The connections at first seem obvious. Perhaps school is like training. You put the work in and then get results out. Effort over the long haul leads to incremental changes in the body, mind, and spirit that allow the runner/student to do something which perhaps seemed impossible. I suppose this is the association my friend had in mind, and it works at a certain level.
Runners recognize, however, that equating training with effort and work takes an external view of the whole thing. From the inside training never feels primarily like a goal-oriented activity. In order for it to work and work well, it must mostly be immediately satisfying.
Sure, there were moments when there was a lack of satisfaction and I could invoke an external goal (running under 2:30 in the marathon was mine) to get myself out the door.

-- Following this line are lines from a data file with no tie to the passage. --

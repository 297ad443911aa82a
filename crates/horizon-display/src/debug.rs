//! Text dumps of a projection.
//!
//! ```
//! use std::sync::Arc;
//! use horizon_display::collection::Collection;
//! use horizon_display::debug::{DebugOptions, ProjectionDebug};
//! use horizon_display::record::MapRecord;
//! use horizon_display::source::SourceList;
//!
//! let source = Arc::new(SourceList::new(vec![MapRecord::new().with("id", "A")]));
//! let mut projection = Collection::builder().source(source).key_property("id").build().unwrap();
//!
//! let dump = ProjectionDebug::with_options(DebugOptions::minimal()).format(&mut projection);
//! assert!(dump.contains('A'));
//! ```

use crate::collection::Collection;
use crate::item::{DisplayItem, ItemId};
use crate::record::{PropertyValue, Record};

/// Branch drawing style.
#[derive(Debug, Clone, Copy, Default, PartialEq, Eq)]
pub enum TreeStyle {
    /// ASCII characters for tree branches.
    Ascii,
    /// Unicode box-drawing characters.
    #[default]
    Unicode,
    /// Dashes only.
    Compact,
}

/// What [`ProjectionDebug`] prints.
#[derive(Debug, Clone)]
pub struct DebugOptions {
    pub style: TreeStyle,
    /// Print unique ids.
    pub show_uids: bool,
    /// Print item kinds.
    pub show_kinds: bool,
    /// Print item versions.
    pub show_versions: bool,
    /// Print items hidden by filters or collapsed parents.
    pub show_hidden: bool,
    /// Deepest level printed (None for unlimited).
    pub max_depth: Option<usize>,
    /// Indent size for each level.
    pub indent_size: usize,
}

impl Default for DebugOptions {
    fn default() -> Self {
        Self {
            style: TreeStyle::default(),
            show_uids: true,
            show_kinds: true,
            show_versions: false,
            show_hidden: false,
            max_depth: None,
            indent_size: 2,
        }
    }
}

impl DebugOptions {
    /// Everything, including hidden items.
    pub fn detailed() -> Self {
        Self {
            show_versions: true,
            show_hidden: true,
            ..Default::default()
        }
    }

    /// Labels only.
    pub fn minimal() -> Self {
        Self {
            show_uids: false,
            show_kinds: false,
            show_versions: false,
            ..Default::default()
        }
    }
}

/// Formats a projection as an indented tree.
#[derive(Debug, Clone, Default)]
pub struct ProjectionDebug {
    options: DebugOptions,
}

impl ProjectionDebug {
    pub fn new() -> Self {
        Self::default()
    }

    pub fn with_options(options: DebugOptions) -> Self {
        Self { options }
    }

    /// Format the projection. Takes `&mut` because unique ids are assigned
    /// lazily.
    pub fn format<R: Record>(&self, collection: &mut Collection<R>) -> String {
        let ids: Vec<ItemId> = if self.options.show_hidden {
            collection.all_items().to_vec()
        } else {
            collection.items().to_vec()
        };
        let depths = self.depths(collection, &ids);

        let mut output = format!("Projection ({} items, version {}):\n", ids.len(), collection.version());
        if ids.is_empty() {
            output.push_str("  (empty)\n");
        }
        for (position, (&id, &depth)) in ids.iter().zip(&depths).enumerate() {
            if self.options.max_depth.is_some_and(|max| depth > max) {
                continue;
            }
            let is_last = depths[position + 1..]
                .iter()
                .find(|&&next| next <= depth)
                .is_none_or(|&next| next < depth);
            output.push_str(&self.build_prefix(depth, is_last));
            output.push_str(&self.describe(collection, id));
            output.push('\n');
        }
        output
    }

    fn depths<R: Record>(&self, collection: &Collection<R>, ids: &[ItemId]) -> Vec<usize> {
        let mut grouped = false;
        ids.iter()
            .map(|&id| match collection.item(id) {
                Some(DisplayItem::Group(_)) => {
                    grouped = true;
                    0
                }
                Some(DisplayItem::Record(_)) => usize::from(grouped),
                Some(_) => {
                    let enumerable = collection.tree.as_ref().is_some_and(|tree| tree.root_enumerable);
                    let level = collection.arena.level(id);
                    if enumerable { level } else { level.saturating_sub(1) }
                }
                None => 0,
            })
            .collect()
    }

    fn describe<R: Record>(&self, collection: &mut Collection<R>, id: ItemId) -> String {
        let Some(item) = collection.item(id) else {
            return "(released)".to_string();
        };
        let mut line = label(collection, item);
        let kind = item.kind();
        let version = item.version();
        let selected = item.is_selected();
        if selected {
            line.push_str(" *");
        }
        if self.options.show_uids {
            if let Ok(uid) = collection.item_uid(id) {
                line.push_str(&format!(" [{uid}]"));
            }
        }
        if self.options.show_kinds {
            line.push_str(&format!(" ({kind:?})"));
        }
        if self.options.show_versions {
            line.push_str(&format!(" v{version}"));
        }
        line
    }

    fn build_prefix(&self, depth: usize, is_last: bool) -> String {
        if depth == 0 {
            return String::new();
        }
        let (branch, corner, last) = match self.options.style {
            TreeStyle::Ascii => ("|", "+-- ", "`-- "),
            TreeStyle::Unicode => ("\u{2502}", "\u{251c}\u{2500}\u{2500} ", "\u{2514}\u{2500}\u{2500} "),
            TreeStyle::Compact => ("", "- ", "- "),
        };
        let mut prefix = String::new();
        for _ in 0..(depth - 1) {
            prefix.push_str(branch);
            prefix.push_str(&" ".repeat(self.options.indent_size));
        }
        prefix.push_str(if is_last { last } else { corner });
        prefix
    }
}

fn label<R: Record>(collection: &Collection<R>, item: &DisplayItem<R>) -> String {
    match item {
        DisplayItem::Group(group) => format!("[{}]", group.key()),
        DisplayItem::Root(root) => match root.key() {
            Some(key) => format!("(root {key})"),
            None => "(root)".to_string(),
        },
        DisplayItem::NodeHeader(_) => "(header)".to_string(),
        DisplayItem::NodeFooter(_) => "(footer)".to_string(),
        DisplayItem::Record(_) | DisplayItem::Tree(_) => {
            let shown = collection
                .display_property()
                .zip(item.record())
                .map(|(property, record)| value_label(&record.get(property)));
            match (shown, item.key()) {
                (Some(text), _) => text,
                (None, Some(key)) => key.to_string(),
                (None, None) => "(record)".to_string(),
            }
        }
    }
}

fn value_label(value: &PropertyValue) -> String {
    if let Some(text) = value.as_str() {
        return text.to_string();
    }
    if let Some(number) = value.as_int() {
        return number.to_string();
    }
    format!("{value:?}")
}

#[cfg(test)]
mod tests {
    use std::sync::Arc;

    use super::*;
    use crate::collection::tests::create_test_source;
    use crate::item::GroupKey;
    use crate::record::MapRecord;
    use crate::source::SourceList;

    #[test]
    fn test_flat_groups_indent_members() {
        let mut collection = Collection::builder()
            .source(create_test_source(&["A", "B"]))
            .key_property("id")
            .group(|_: &MapRecord, _| GroupKey::from("g"))
            .build()
            .unwrap();
        let dump = ProjectionDebug::with_options(DebugOptions {
            style: TreeStyle::Ascii,
            ..DebugOptions::minimal()
        })
        .format(&mut collection);
        let lines: Vec<&str> = dump.lines().skip(1).collect();
        assert_eq!(lines, vec!["[g]", "+-- A", "`-- B"]);
    }

    #[test]
    fn test_tree_levels_and_uids() {
        let source = Arc::new(SourceList::new(vec![
            MapRecord::new().with("id", 1).with("node", true),
            MapRecord::new().with("id", 2).with("parent", 1),
        ]));
        let mut tree = Collection::builder()
            .source(source)
            .key_property("id")
            .node_property("node")
            .expand_all(true)
            .build()
            .unwrap();
        let dump = ProjectionDebug::new().format(&mut tree);
        let lines: Vec<&str> = dump.lines().skip(1).collect();
        assert_eq!(lines[0], "1 [1] (Tree)");
        assert_eq!(lines[1], "\u{2514}\u{2500}\u{2500} 2 [1:2] (Tree)");
    }

    #[test]
    fn test_empty_projection() {
        let mut collection = Collection::builder()
            .source(create_test_source(&[]))
            .key_property("id")
            .build()
            .unwrap();
        let dump = ProjectionDebug::new().format(&mut collection);
        assert!(dump.ends_with("(empty)\n"));
    }
}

But my training at its best was an almost wholly present-oriented activity. The training works when it is integrated and flows and feeds the rest of your life, through friendships, being outside in nature, and the pleasurable feelings of bodily movement. If we have to be inspired to get out the door on a frequent basis, and if it's not the doing itself that is inspiring, then the effort that marathon training requires can't be sustainable. The running must be based in a sort of joy in movement, one that is pleasant in itself and flows out of experience with the vitality and force of Nature.
Learning is the same in this sense. As living beings, it is as natural for us to learn and grow as it is to breathe and eat. Schooling, like training, has to feed that natural impulse and work in it and through it. The purpose of schooling is to make the human animal most fully what it can become. Too often we think of the work of education as the construction of an artificial self, manufactured through external effort and work. So long as the work of education fails to engage with the natural impulse to grow and learn, it will be absent vital force. If running and training must be based in the joy of movement in order to be fully effective, so education must be based in the natural joy of growth.
One of the great dangers of marathon training (perhaps the single greatest danger for the highly competitive runner) is overtraining. Overtraining happens when instead of working in concert with vitality, training begins sapping it. The consequences to the runner are loss of joy, constant fatigue, depletion, etc. Yet, often the runner ignores these signs, attempting through sheer effort to will the body to follow the despotic trainer. The error of overtraining is a consequence of too much artificial effort and too little listening to the body.
When our schools fail today, they fail in two ways.
1) Focused too entirely on what society needs from its young people, it forgets entirely that the process of education is founded in student growth. The "training plan" -- having been crafted by political interests -- is implemented and executed with complete disregard for the individual undertaking it.
2) Schools, teachers, and parents intentionally trying to maximize student growth, very much like the marathoner in training pushing herself to her absolute limit, disregard the natural ability of the child to grow and the natural source of growth, which is joyful play. They push the child too hard, effectively overtraining them so that they lose touch with their natural capacity for growth. Here schooling becomes based in effort, work, and achievement rather than the internal qualities of curiosity, will, determination, and freedom.
Schools work only when they are founded in and working through the natural impulse to growth and association that are a byproduct of being living beings. Any other approach to education is necessarily artificial and external -- usually founded in ideas or demands that are only weakly attached to the relationships of community out of which the school draws all of its life.